To view the default settings, click the Settings tab at the top of the page. For information about Hive configuration variables, see: http://wiki.apache.org/hadoop/Hive/AdminManual/Configuration. For information about Hadoop configuration variables, see: http://hadoop.apache.org/docs/current/hadoop-mapreduce-client/hadoop-mapreduce-client-core/mapred-default.xml.

FILE RESOURCES

Make files locally accessible at query execution time available on the Hadoop cluster. Hive uses the Hadoop Distributed Cache to distribute the added files to all machines in the cluster at query execution time.
  1. Click Add to configure a new setting.
  2. From the Type drop-down menu, choose one of the following:
    • jar — Adds the specified resources to the Java classpath.
    • archive — Unarchives the specified resources when distributing them.
    • file — Adds the specified resources to the distributed cache. Typically, this might be a transform script (or similar) to be executed.
  3. For Path, enter the path to the file or click to browse and select the file. 
  Note: It is not necessary to specify files used in a transform script if the files are available in the same path on all machines in the Hadoop cluster.

USER-DEFINED FUNCTIONS

Specify user-defined functions. Click Add to configure a new setting. Specify the function name in the Name field, and specify the class name for Class name.

You must specify a JAR file for the user-defined functions in FILE RESOURCES.

To include a user-defined function in a query, add a $ (dollar sign) before the function name in the query. For example, if MyTable is a user-defined function name in the query, you would type: SELECT * $MyTable

PARAMETERIZATION

Indicate that a dialog box should display to enter parameter values when a query containing the string $parametername is executed. Enabled by default.

EMAIL NOTIFICATION

Indicate that an email message should be sent after a query completes. The email is sent to the email address specified in the logged-in user's profile.

Viewing Query History

You can view the history of queries that you have run previously. Results for these queries are available for one week or until Hue is restarted.

  1. Click History. A list of your saved and unsaved queries displays in the Query History window.
  2. To display the queries for all users, click Show everyone's queries. To display your queries only, click Show my queries.
  3. To display the automatically generated actions performed on a user's behalf, click Show auto actions. To display user queries again, click Show user queries.
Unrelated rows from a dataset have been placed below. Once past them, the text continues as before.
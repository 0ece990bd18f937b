use crate::domain::profile::UserProfile;
use crate::format::stock::MAX_NEWS_ITEMS;
use crate::format::{format_recommendations, format_stock_info};
use crate::llm::error::LlmDiagnosticsError;
use crate::llm::{GenerateInput, LlmClient};
use crate::market::{MarketDataClient, MarketDataError};
use crate::recommend::{GrowthSampler, RecommendationEngine};
use std::sync::Arc;

const STOCK_PREFIX: &str = "stock:";
const PREDICTION_TRIGGERS: [&str; 2] = ["predict", "recommend stocks"];
const INVESTMENT_TERMS: [&str; 6] = ["invest", "portfolio", "stock", "fund", "mutual", "bond"];

pub const SET_PROFILE_MESSAGE: &str = "To provide stock predictions, I need your profile information. Please make sure your age and risk tolerance are set in the User Profile section.";

pub const PORTFOLIO_ADVICE_MESSAGE: &str = "Based on your profile, I recommend a diversified portfolio with a mix of stocks, bonds, and other assets. For specific investment advice, please consult with a financial advisor.";

pub const NO_CREDENTIAL_MESSAGE: &str = "I'm a financial assistant that can help with investment advice, stock information, and general financial questions. Try asking about stocks, investment strategies, or financial concepts.";

pub const LLM_UNAVAILABLE_MESSAGE: &str =
    "I'm sorry, I couldn't process your request at this time. Please try again later.";

pub const MISSING_TICKER_MESSAGE: &str =
    "Please include a ticker symbol after the prefix, for example `stock: AAPL`.";

pub const FINANCIAL_ASSISTANT_PREAMBLE: &str = "You are a helpful financial assistant. Your goal is to provide accurate, \
helpful information about investments, financial planning, and market analysis. \
Always be professional, clear, and concise in your responses.";

#[derive(Debug, Clone, PartialEq, Eq)]
pub enum QueryKind {
    StockLookup { ticker: String },
    Prediction,
    InvestmentAdvice,
    OpenEnded,
}

/// First match wins; all checks are case-insensitive.
pub fn classify(query: &str) -> QueryKind {
    let has_stock_prefix = query
        .get(..STOCK_PREFIX.len())
        .is_some_and(|p| p.eq_ignore_ascii_case(STOCK_PREFIX));
    if has_stock_prefix {
        let ticker = query[STOCK_PREFIX.len()..].trim().to_uppercase();
        return QueryKind::StockLookup { ticker };
    }

    let lower = query.to_lowercase();
    if PREDICTION_TRIGGERS.iter().any(|t| lower.contains(t)) {
        return QueryKind::Prediction;
    }
    if INVESTMENT_TERMS.iter().any(|t| lower.contains(t)) {
        return QueryKind::InvestmentAdvice;
    }
    QueryKind::OpenEnded
}

pub struct QueryRouter {
    market: Arc<dyn MarketDataClient>,
    engine: RecommendationEngine,
    llm: Arc<dyn LlmClient>,
}

impl QueryRouter {
    pub fn new(
        market: Arc<dyn MarketDataClient>,
        llm: Arc<dyn LlmClient>,
        sampler: Arc<dyn GrowthSampler>,
    ) -> Self {
        Self {
            engine: RecommendationEngine::new(market.clone(), sampler),
            market,
            llm,
        }
    }

    /// Answers one chat message. Upstream failures come back as user-facing text.
    pub async fn respond(
        &self,
        query: &str,
        profile: Option<&UserProfile>,
        api_key: Option<&str>,
    ) -> String {
        // An empty profile object counts as no profile at all.
        let profile = profile.filter(|p| !p.is_empty());
        let kind = classify(query);
        tracing::debug!(?kind, has_profile = profile.is_some(), "classified query");

        match kind {
            QueryKind::StockLookup { ticker } => self.lookup_stock(&ticker).await,
            QueryKind::Prediction => match profile {
                Some(p) => self.recommend(p).await,
                None => SET_PROFILE_MESSAGE.to_string(),
            },
            QueryKind::InvestmentAdvice => {
                let prefix = profile.map(UserProfile::context_prefix).unwrap_or_default();
                format!("{prefix}{PORTFOLIO_ADVICE_MESSAGE}")
            }
            QueryKind::OpenEnded => self.ask_llm(query, api_key).await,
        }
    }

    pub async fn lookup_stock(&self, ticker: &str) -> String {
        if ticker.is_empty() {
            return MISSING_TICKER_MESSAGE.to_string();
        }

        let quote = match self.market.fetch_quote(ticker).await {
            Ok(q) => q,
            Err(err @ MarketDataError::NotFound { .. }) => return err.to_string(),
            Err(err) => {
                tracing::warn!(ticker, error = %err, "quote fetch failed");
                return format!("Error retrieving stock data: {err}");
            }
        };

        let profile = match self.market.fetch_profile(ticker).await {
            Ok(p) => Some(p),
            Err(err) => {
                tracing::warn!(ticker, error = %err, "profile fetch failed; using ticker as name");
                None
            }
        };

        let news = match self.market.fetch_news(ticker, MAX_NEWS_ITEMS).await {
            Ok(items) => items,
            Err(err) => {
                tracing::warn!(ticker, error = %err, "news fetch failed; rendering without news");
                Vec::new()
            }
        };

        format_stock_info(&quote, profile.as_ref(), &news)
    }

    pub async fn recommend(&self, profile: &UserProfile) -> String {
        let age = profile.age_or_default();
        let tier = profile.risk_tier();
        let run = self.engine.recommend(age, tier).await;
        if !run.failures.is_empty() {
            tracing::info!(
                dropped = run.failures.len(),
                kept = run.predictions.len(),
                "recommendation run dropped tickers"
            );
        }
        format_recommendations(&run.predictions, age, tier, profile.horizon_or_default())
    }

    async fn ask_llm(&self, query: &str, api_key: Option<&str>) -> String {
        let Some(api_key) = api_key.map(str::trim).filter(|k| !k.is_empty()) else {
            return NO_CREDENTIAL_MESSAGE.to_string();
        };

        let input = GenerateInput::new(api_key, FINANCIAL_ASSISTANT_PREAMBLE, query);
        match self.llm.generate(input).await {
            Ok(text) => text,
            Err(err) => {
                tracing::warn!(provider = ?self.llm.provider(), error = %err, "LLM fallback failed");
                let diag = err.downcast_ref::<LlmDiagnosticsError>();
                if let Some(raw) = diag.and_then(|d| d.raw_output.as_deref()) {
                    tracing::debug!(raw_output = raw, "LLM upstream body");
                }
                match diag {
                    Some(diag) if diag.is_http() => LLM_UNAVAILABLE_MESSAGE.to_string(),
                    _ => format!("I'm sorry, I encountered an error: {err}"),
                }
            }
        }
    }
}
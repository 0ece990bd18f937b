use serde::{Deserialize, Serialize};

/// One element of the upstream `quote/{ticker}` array.
#[derive(Debug, Clone, PartialEq, Serialize, Deserialize)]
#[serde(rename_all = "camelCase")]
pub struct Quote {
    #[serde(rename = "symbol")]
    pub ticker: String,
    #[serde(default)]
    pub name: Option<String>,
    pub price: f64,
    // Everything below is display-only; upstream sends `null` for thinly traded tickers.
    #[serde(default)]
    pub change: Option<f64>,
    #[serde(default, rename = "changesPercentage")]
    pub change_percent: Option<f64>,
    #[serde(default)]
    pub day_low: Option<f64>,
    #[serde(default)]
    pub day_high: Option<f64>,
    #[serde(default)]
    pub year_low: Option<f64>,
    #[serde(default)]
    pub year_high: Option<f64>,
    #[serde(default)]
    pub market_cap: Option<f64>,
    #[serde(default)]
    pub pe: Option<f64>,
    #[serde(default)]
    pub eps: Option<f64>,
    #[serde(default)]
    pub volume: Option<f64>,
    #[serde(default)]
    pub avg_volume: Option<f64>,
}

impl Quote {
    /// Display name, falling back to the ticker when upstream omits it.
    pub fn display_name(&self) -> &str {
        self.name
            .as_deref()
            .map(str::trim)
            .filter(|s| !s.is_empty())
            .unwrap_or(&self.ticker)
    }
}

#[derive(Debug, Clone, PartialEq, Serialize, Deserialize)]
pub struct CompanyProfile {
    #[serde(rename = "symbol")]
    pub ticker: String,
    #[serde(rename = "companyName")]
    pub company_name: String,
}

#[derive(Debug, Clone, PartialEq, Serialize, Deserialize)]
#[serde(rename_all = "camelCase")]
pub struct NewsItem {
    pub title: String,
    pub published_date: String,
    #[serde(default)]
    pub text: String,
}
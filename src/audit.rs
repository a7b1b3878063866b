//! End-to-end audit runs over a skill corpus.
//!
//! A run discovers the corpus, checks preconditions, scores it, appends the
//! missing sections, scores it again and plans duplicate cleanup. Every
//! precondition is checked before the first document is rewritten.
use crate::cluster::{ClusterEngine, ClusterInput, RedundancyPlan};
use crate::config::AuditConfig;
use crate::corpus::{write_atomic, Corpus, CorpusDocument};
use crate::extract::ContextExtractor;
use crate::feed::load_top_downloads;
use crate::report::{self, ReportInputs};
use crate::rubric::Rubric;
use crate::scorecard::{aggregate, AggregateScorecard, EditSummary, Scorecard, ScorecardScope};
use crate::synth::{Document, SectionSynthesizer, Upgrade};
use crate::util::{display_path, now_epoch_ms};
use anyhow::{Context, Result};
use serde::Serialize;
use std::fs;
use std::path::{Path, PathBuf};

#[derive(Debug, Clone, Copy, Default)]
pub struct AuditOptions {
    /// Compute everything in memory and leave the tree untouched.
    pub dry_run: bool,
}

/// Machine-readable summary printed after an audit.
#[derive(Debug, Clone, PartialEq, Serialize)]
pub struct AuditSummary {
    pub skills_scanned: usize,
    pub files_modified: usize,
    pub baseline_composite: f64,
    pub post_composite: f64,
    pub duplicate_clusters: usize,
    pub dry_run: bool,
}

#[derive(Debug, Clone)]
pub struct AuditRun {
    pub scorecard: Scorecard,
    pub plan: RedundancyPlan,
    pub report: String,
    pub summary: AuditSummary,
}

pub struct Auditor {
    config: AuditConfig,
    extractor: ContextExtractor,
    synthesizer: SectionSynthesizer,
    rubric: Rubric,
    clusters: ClusterEngine,
}

impl Auditor {
    pub fn new(config: AuditConfig) -> Result<Self> {
        Ok(Self {
            extractor: ContextExtractor::new()?,
            synthesizer: SectionSynthesizer::new(config.headings.clone()),
            rubric: Rubric::new(&config)?,
            clusters: ClusterEngine::new(config.profile_labels.clone())?,
            config,
        })
    }

    pub fn config(&self) -> &AuditConfig {
        &self.config
    }

    pub fn shards_root(&self, root: &Path) -> PathBuf {
        root.join(&self.config.paths.shards_root)
    }

    /// Discover and read the corpus, enforcing the expected size.
    pub fn load_corpus(&self, root: &Path) -> Result<Corpus> {
        Corpus::load(
            root,
            &self.shards_root(root),
            self.config.expected_documents,
        )
    }

    pub fn score<'a, I>(&self, texts: I) -> AggregateScorecard
    where
        I: IntoIterator<Item = &'a str>,
    {
        let vectors: Vec<_> = texts
            .into_iter()
            .map(|text| self.rubric.evaluate(text))
            .collect();
        aggregate(&vectors)
    }

    /// Extract hints from `text` and append whatever sections it lacks.
    pub fn upgrade(&self, text: &str) -> Upgrade {
        let ctx = self.extractor.extract(text);
        self.synthesizer.upgrade(&Document::new(text), &ctx)
    }

    pub fn redundancy_plan(
        &self,
        root: &Path,
        documents: &[CorpusDocument],
        generated_at_epoch_ms: u128,
    ) -> RedundancyPlan {
        let inputs = documents.iter().map(|doc| ClusterInput {
            location: &doc.location,
            text: doc.text.as_str(),
        });
        let scan_root = display_path(&self.shards_root(root), Some(root));
        self.clusters.plan(inputs, &scan_root, generated_at_epoch_ms)
    }

    pub fn run(&self, root: &Path, options: AuditOptions) -> Result<AuditRun> {
        let corpus = self.load_corpus(root)?;
        let feed_path = root.join(&self.config.paths.top_downloads_feed);
        let top_skills = load_top_downloads(&feed_path)?;
        if corpus.is_empty() {
            tracing::warn!(root = %root.display(), "no skills discovered");
        }

        let baseline = self.score(corpus.texts());

        let mut edits = EditSummary::default();
        let mut upgraded = Vec::with_capacity(corpus.len());
        for doc in &corpus.documents {
            let upgrade = self.upgrade(&doc.text);
            edits.record(&upgrade);
            if upgrade.changed() {
                tracing::debug!(
                    skill = %doc.location.dir,
                    sections = upgrade.added.len(),
                    "sections appended"
                );
                if !options.dry_run {
                    write_atomic(&doc.location.file, upgrade.document.text())?;
                }
            }
            upgraded.push(CorpusDocument {
                location: doc.location.clone(),
                text: upgrade.document.into_text(),
            });
        }

        let documents = if options.dry_run {
            upgraded
        } else {
            corpus.reload()?.documents
        };
        let post_edit = self.score(documents.iter().map(|doc| doc.text.as_str()));

        let generated_at_epoch_ms = now_epoch_ms()?;
        let plan = self.redundancy_plan(root, &documents, generated_at_epoch_ms);
        let scan_path = plan.scan_root.clone();
        let scorecard = Scorecard::new(
            generated_at_epoch_ms,
            ScorecardScope {
                root: root.display().to_string(),
                scan_path: scan_path.clone(),
                files: documents.len(),
            },
            baseline,
            post_edit,
            edits,
        );
        let report = report::render(&ReportInputs {
            generated_at_epoch_ms,
            scan_path: &scan_path,
            top_skills: &top_skills,
            scorecard: &scorecard,
            plan: &plan,
            settings: &self.config.report,
        });

        let summary = AuditSummary {
            skills_scanned: documents.len(),
            files_modified: scorecard.edits.files_modified,
            baseline_composite: round6(scorecard.baseline.composite),
            post_composite: round6(scorecard.post_edit.composite),
            duplicate_clusters: plan.summary.total_duplicate_slug_clusters,
            dry_run: options.dry_run,
        };
        tracing::info!(
            skills = summary.skills_scanned,
            modified = summary.files_modified,
            baseline = summary.baseline_composite,
            post = summary.post_composite,
            "audit scored"
        );

        let run = AuditRun {
            scorecard,
            plan,
            report,
            summary,
        };
        if !options.dry_run {
            self.write_artifacts(root, &run)?;
        }
        Ok(run)
    }

    /// Persist the scorecard, redundancy plan and Markdown report.
    pub fn write_artifacts(&self, root: &Path, run: &AuditRun) -> Result<()> {
        let paths = &self.config.paths;
        write_json(&root.join(&paths.scorecard), &run.scorecard)?;
        write_json(&root.join(&paths.redundancy_plan), &run.plan)?;
        write_text(&root.join(&paths.rubric_report), &run.report)?;
        Ok(())
    }
}

pub fn write_json<T: Serialize>(path: &Path, value: &T) -> Result<()> {
    let mut text = serde_json::to_string_pretty(value)
        .with_context(|| format!("serialize {}", path.display()))?;
    text.push('\n');
    write_text(path, &text)
}

fn write_text(path: &Path, text: &str) -> Result<()> {
    if let Some(parent) = path.parent() {
        fs::create_dir_all(parent).with_context(|| format!("create {}", parent.display()))?;
    }
    fs::write(path, text).with_context(|| format!("write {}", path.display()))?;
    Ok(())
}

/// Round to six decimal places from the exact binary value, the way a
/// decimal formatter does, so near-halfway composites are not pushed up.
fn round6(value: f64) -> f64 {
    format!("{value:.6}").parse().unwrap_or(value)
}

#[cfg(test)]
#[path = "audit_tests.rs"]
mod tests;
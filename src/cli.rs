//! CLI argument parsing for skill audits.
use clap::{Args, Parser, Subcommand};
use std::path::PathBuf;

/// Root CLI entrypoint.
#[derive(Parser, Debug)]
#[command(
    name = "skillaudit",
    version,
    about = "Benchmark, upgrade and deduplicate generated SKILL.md documents",
    after_help = "Commands:\n  audit --root <dir>    Score, upgrade, rescore and plan duplicate cleanup\n  score --root <dir>    Print the current rubric scorecard (read-only)\n  dedupe --root <dir>   Print the redundancy plan (read-only)\n  config                Print the default configuration\n\nExamples:\n  skillaudit audit --root . --dry-run\n  skillaudit score --root . --expect 3\n  skillaudit dedupe --root . --out /tmp/plan.json\n\nExit codes:\n  1  I/O or configuration failure\n  2  corpus or feed precondition failed (nothing was rewritten)",
    subcommand_required = true,
    arg_required_else_help = true
)]
pub struct RootArgs {
    #[command(subcommand)]
    pub command: Command,
}

#[derive(Subcommand, Debug)]
pub enum Command {
    Audit(AuditArgs),
    Score(ScoreArgs),
    Dedupe(DedupeArgs),
    /// Print the default audit configuration
    Config,
}

/// Inputs shared by every command that reads the corpus.
#[derive(Args, Debug, Clone)]
pub struct CorpusArgs {
    /// Repository root the configured paths are relative to
    #[arg(long, value_name = "DIR", default_value = ".")]
    pub root: PathBuf,

    /// Audit config JSON (defaults apply when omitted)
    #[arg(long, value_name = "PATH")]
    pub config: Option<PathBuf>,

    /// Required number of SKILL.md files; overrides the config value
    #[arg(long, value_name = "N")]
    pub expect: Option<usize>,
}

#[derive(Parser, Debug)]
#[command(about = "Score, upgrade and rescore the corpus, then plan duplicate cleanup")]
pub struct AuditArgs {
    #[command(flatten)]
    pub corpus: CorpusArgs,

    /// Compute everything in memory and write nothing
    #[arg(long)]
    pub dry_run: bool,
}

#[derive(Parser, Debug)]
#[command(about = "Print the rubric scorecard for the current corpus")]
pub struct ScoreArgs {
    #[command(flatten)]
    pub corpus: CorpusArgs,
}

#[derive(Parser, Debug)]
#[command(about = "Print the duplicate-slug redundancy plan")]
pub struct DedupeArgs {
    #[command(flatten)]
    pub corpus: CorpusArgs,

    /// Write the plan here instead of stdout
    #[arg(long, value_name = "PATH")]
    pub out: Option<PathBuf>,
}
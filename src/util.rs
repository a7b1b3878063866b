use anyhow::{Context, Result};
use sha2::Digest;
use std::path::Path;
use std::time::{SystemTime, UNIX_EPOCH};

pub fn display_path(path: &Path, base: Option<&Path>) -> String {
    if let Some(base) = base {
        if let Ok(relative) = path.strip_prefix(base) {
            return relative.display().to_string();
        }
    }
    path.display().to_string()
}

/// Truncate to at most `max_chars` characters, marking the cut with `...`.
pub fn truncate_chars(text: &str, max_chars: usize) -> String {
    if text.chars().count() <= max_chars {
        return text.to_string();
    }
    let keep = max_chars.saturating_sub(3);
    let mut truncated: String = text.chars().take(keep).collect();
    truncated.push_str("...");
    truncated
}

pub fn sha256_hex(bytes: &[u8]) -> String {
    let mut hasher = sha2::Sha256::new();
    hasher.update(bytes);
    format!("{:x}", hasher.finalize())
}

pub fn now_epoch_ms() -> Result<u128> {
    Ok(SystemTime::now()
        .duration_since(UNIX_EPOCH)
        .context("compute timestamp")?
        .as_millis())
}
Viewing, Editing, Copying, and Deleting Saved Queries

You can view a list of saved queries of all users by clicking My Queries and then selecting either Recent Saved Queries or Recent Run Queries tab to display the respective queries or clicking Saved Queries. You can copy any query, but you can edit, delete, and view the history of only your own queries.

Saved Query Procedure

Edit

  1. Click Saved Queries. The Queries window displays.
  2. Check the checkbox next to the query and click Edit. The query displays in the Query Editor window.
  3. Change the query and then click Save. You can also click Save As, enter a new name, and click OK to save a copy of the query.

Copy

  1. Click Saved Queries. The Queries window displays.
  2. Check the checkbox next to the query and click Copy. The query displays in the Query Editor window.
  3. Change the query as necessary and then click Save. You can also click Save As, enter a new name, and click OK to save a copy of the query.

Copy in Query History

  1. Click History. The Query History window displays.
  2. To display the queries for all users, click Show everyone's queries. The queries for all users display in the History window.
  3. Click the query you want to copy. A copy of the query displays in the Query Editor window.
  4. Change the query, if necessary, and then click Save As, enter a new name, and click OK to save the query.

Delete

  1. Click Saved Queries. The Queries window displays.
  2. Check the checkbox next to the query and click Delete.
  3. Click Yes to confirm the deletion.